Your objective:
Each line of the material below with the word "FinderConfig" is to be reported.

BEGIN Data to process

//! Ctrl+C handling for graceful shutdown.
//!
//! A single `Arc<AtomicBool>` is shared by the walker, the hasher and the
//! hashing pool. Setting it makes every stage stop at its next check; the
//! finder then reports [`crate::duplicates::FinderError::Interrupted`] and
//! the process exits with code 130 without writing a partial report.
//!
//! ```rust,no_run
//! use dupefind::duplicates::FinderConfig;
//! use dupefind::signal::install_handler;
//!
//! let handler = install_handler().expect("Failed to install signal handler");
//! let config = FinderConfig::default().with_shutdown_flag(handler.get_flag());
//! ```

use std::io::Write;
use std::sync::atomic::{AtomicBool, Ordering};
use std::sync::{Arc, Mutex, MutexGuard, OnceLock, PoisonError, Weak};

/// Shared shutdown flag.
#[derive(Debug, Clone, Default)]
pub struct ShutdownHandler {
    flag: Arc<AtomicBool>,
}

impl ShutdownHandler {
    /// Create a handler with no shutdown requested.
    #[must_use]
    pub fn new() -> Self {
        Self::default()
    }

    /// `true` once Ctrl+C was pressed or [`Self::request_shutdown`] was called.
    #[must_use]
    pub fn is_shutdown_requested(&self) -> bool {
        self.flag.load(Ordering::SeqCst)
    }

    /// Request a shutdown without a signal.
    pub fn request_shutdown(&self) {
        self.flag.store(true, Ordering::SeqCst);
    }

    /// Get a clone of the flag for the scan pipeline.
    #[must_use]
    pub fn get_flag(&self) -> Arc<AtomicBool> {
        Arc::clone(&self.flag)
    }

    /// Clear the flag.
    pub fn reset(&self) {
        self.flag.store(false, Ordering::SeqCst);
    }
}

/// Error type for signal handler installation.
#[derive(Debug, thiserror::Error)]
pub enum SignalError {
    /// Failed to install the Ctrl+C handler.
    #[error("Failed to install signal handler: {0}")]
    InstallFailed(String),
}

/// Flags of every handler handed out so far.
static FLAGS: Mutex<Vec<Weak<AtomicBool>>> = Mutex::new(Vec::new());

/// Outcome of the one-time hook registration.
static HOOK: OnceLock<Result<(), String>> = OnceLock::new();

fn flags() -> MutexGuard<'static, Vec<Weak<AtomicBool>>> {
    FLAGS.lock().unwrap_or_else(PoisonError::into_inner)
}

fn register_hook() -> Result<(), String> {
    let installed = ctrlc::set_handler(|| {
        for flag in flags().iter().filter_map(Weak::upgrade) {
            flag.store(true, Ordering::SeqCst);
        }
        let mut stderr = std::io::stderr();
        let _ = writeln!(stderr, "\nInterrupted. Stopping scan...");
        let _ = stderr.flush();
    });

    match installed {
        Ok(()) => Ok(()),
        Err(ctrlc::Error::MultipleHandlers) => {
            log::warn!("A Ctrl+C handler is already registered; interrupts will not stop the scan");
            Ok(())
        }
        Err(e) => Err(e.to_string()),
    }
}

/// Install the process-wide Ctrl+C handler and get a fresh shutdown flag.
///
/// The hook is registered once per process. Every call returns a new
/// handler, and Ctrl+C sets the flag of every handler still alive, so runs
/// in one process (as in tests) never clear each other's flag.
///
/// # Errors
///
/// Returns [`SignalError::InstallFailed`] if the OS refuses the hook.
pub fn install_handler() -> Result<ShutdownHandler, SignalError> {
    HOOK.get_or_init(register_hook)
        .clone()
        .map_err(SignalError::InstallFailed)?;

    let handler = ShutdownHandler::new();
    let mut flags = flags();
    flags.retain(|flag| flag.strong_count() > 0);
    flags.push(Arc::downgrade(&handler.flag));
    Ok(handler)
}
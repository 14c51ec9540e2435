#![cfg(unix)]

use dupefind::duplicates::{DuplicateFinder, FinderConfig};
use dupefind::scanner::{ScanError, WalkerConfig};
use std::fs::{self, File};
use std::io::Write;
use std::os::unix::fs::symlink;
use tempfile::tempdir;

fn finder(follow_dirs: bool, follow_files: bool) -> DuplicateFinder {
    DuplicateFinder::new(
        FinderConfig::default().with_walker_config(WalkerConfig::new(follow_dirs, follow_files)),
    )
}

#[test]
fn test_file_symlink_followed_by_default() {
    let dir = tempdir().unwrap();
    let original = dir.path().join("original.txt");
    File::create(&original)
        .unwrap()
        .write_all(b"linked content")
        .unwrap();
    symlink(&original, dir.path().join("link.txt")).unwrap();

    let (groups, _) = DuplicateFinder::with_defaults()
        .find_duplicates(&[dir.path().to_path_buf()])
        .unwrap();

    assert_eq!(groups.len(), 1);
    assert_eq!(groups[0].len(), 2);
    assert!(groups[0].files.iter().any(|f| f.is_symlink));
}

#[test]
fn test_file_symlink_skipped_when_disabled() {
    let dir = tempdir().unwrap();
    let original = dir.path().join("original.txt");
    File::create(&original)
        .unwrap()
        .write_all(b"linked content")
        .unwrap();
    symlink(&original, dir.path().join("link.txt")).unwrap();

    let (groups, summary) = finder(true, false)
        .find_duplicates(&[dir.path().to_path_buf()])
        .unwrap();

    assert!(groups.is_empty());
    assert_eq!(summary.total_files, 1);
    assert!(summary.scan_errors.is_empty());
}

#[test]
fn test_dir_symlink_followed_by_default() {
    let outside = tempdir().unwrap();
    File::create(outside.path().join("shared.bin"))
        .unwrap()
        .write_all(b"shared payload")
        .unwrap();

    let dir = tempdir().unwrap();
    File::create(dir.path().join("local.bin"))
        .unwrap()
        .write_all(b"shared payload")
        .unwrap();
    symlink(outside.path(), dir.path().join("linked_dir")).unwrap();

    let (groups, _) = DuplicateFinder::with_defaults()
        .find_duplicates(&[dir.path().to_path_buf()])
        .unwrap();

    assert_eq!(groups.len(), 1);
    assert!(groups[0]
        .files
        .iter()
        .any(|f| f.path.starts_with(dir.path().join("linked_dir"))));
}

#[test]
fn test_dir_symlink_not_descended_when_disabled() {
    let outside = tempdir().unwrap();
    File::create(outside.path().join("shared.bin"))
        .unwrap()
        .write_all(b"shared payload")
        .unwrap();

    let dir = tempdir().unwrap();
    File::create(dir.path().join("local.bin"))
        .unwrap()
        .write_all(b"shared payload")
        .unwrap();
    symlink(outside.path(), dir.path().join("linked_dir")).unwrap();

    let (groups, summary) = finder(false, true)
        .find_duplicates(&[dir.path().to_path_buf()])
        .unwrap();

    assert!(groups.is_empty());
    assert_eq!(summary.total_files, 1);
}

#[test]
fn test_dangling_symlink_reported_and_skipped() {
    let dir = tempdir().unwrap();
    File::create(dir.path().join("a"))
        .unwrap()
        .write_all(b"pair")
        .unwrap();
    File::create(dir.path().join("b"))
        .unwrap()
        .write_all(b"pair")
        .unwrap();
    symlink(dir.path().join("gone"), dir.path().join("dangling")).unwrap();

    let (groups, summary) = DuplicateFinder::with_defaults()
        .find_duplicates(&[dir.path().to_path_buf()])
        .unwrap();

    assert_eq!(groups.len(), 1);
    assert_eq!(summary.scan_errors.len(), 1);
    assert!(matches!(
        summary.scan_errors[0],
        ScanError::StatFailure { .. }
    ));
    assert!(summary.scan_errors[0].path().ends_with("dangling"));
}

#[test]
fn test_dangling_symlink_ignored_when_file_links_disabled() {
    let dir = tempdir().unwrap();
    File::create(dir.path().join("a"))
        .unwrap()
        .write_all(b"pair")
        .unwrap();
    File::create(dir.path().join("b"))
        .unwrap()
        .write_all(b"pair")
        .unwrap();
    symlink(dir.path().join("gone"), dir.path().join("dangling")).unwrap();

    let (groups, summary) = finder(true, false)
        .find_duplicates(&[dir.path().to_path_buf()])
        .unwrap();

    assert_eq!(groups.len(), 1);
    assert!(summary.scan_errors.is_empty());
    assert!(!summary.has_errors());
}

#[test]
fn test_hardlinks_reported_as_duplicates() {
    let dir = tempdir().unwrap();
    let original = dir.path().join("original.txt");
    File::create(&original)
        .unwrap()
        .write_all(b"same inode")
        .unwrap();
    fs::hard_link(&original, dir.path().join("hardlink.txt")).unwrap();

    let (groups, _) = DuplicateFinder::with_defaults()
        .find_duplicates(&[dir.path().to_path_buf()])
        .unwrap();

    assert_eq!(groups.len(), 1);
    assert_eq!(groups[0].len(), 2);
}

END Data to process

Solution for this task:
//! use dupefind::duplicates::FinderConfig;
//! let config = FinderConfig::default().with_shutdown_flag(handler.get_flag());
use dupefind::duplicates::{DuplicateFinder, FinderConfig};
        FinderConfig::default().with_walker_config(WalkerConfig::new(follow_dirs, follow_files)),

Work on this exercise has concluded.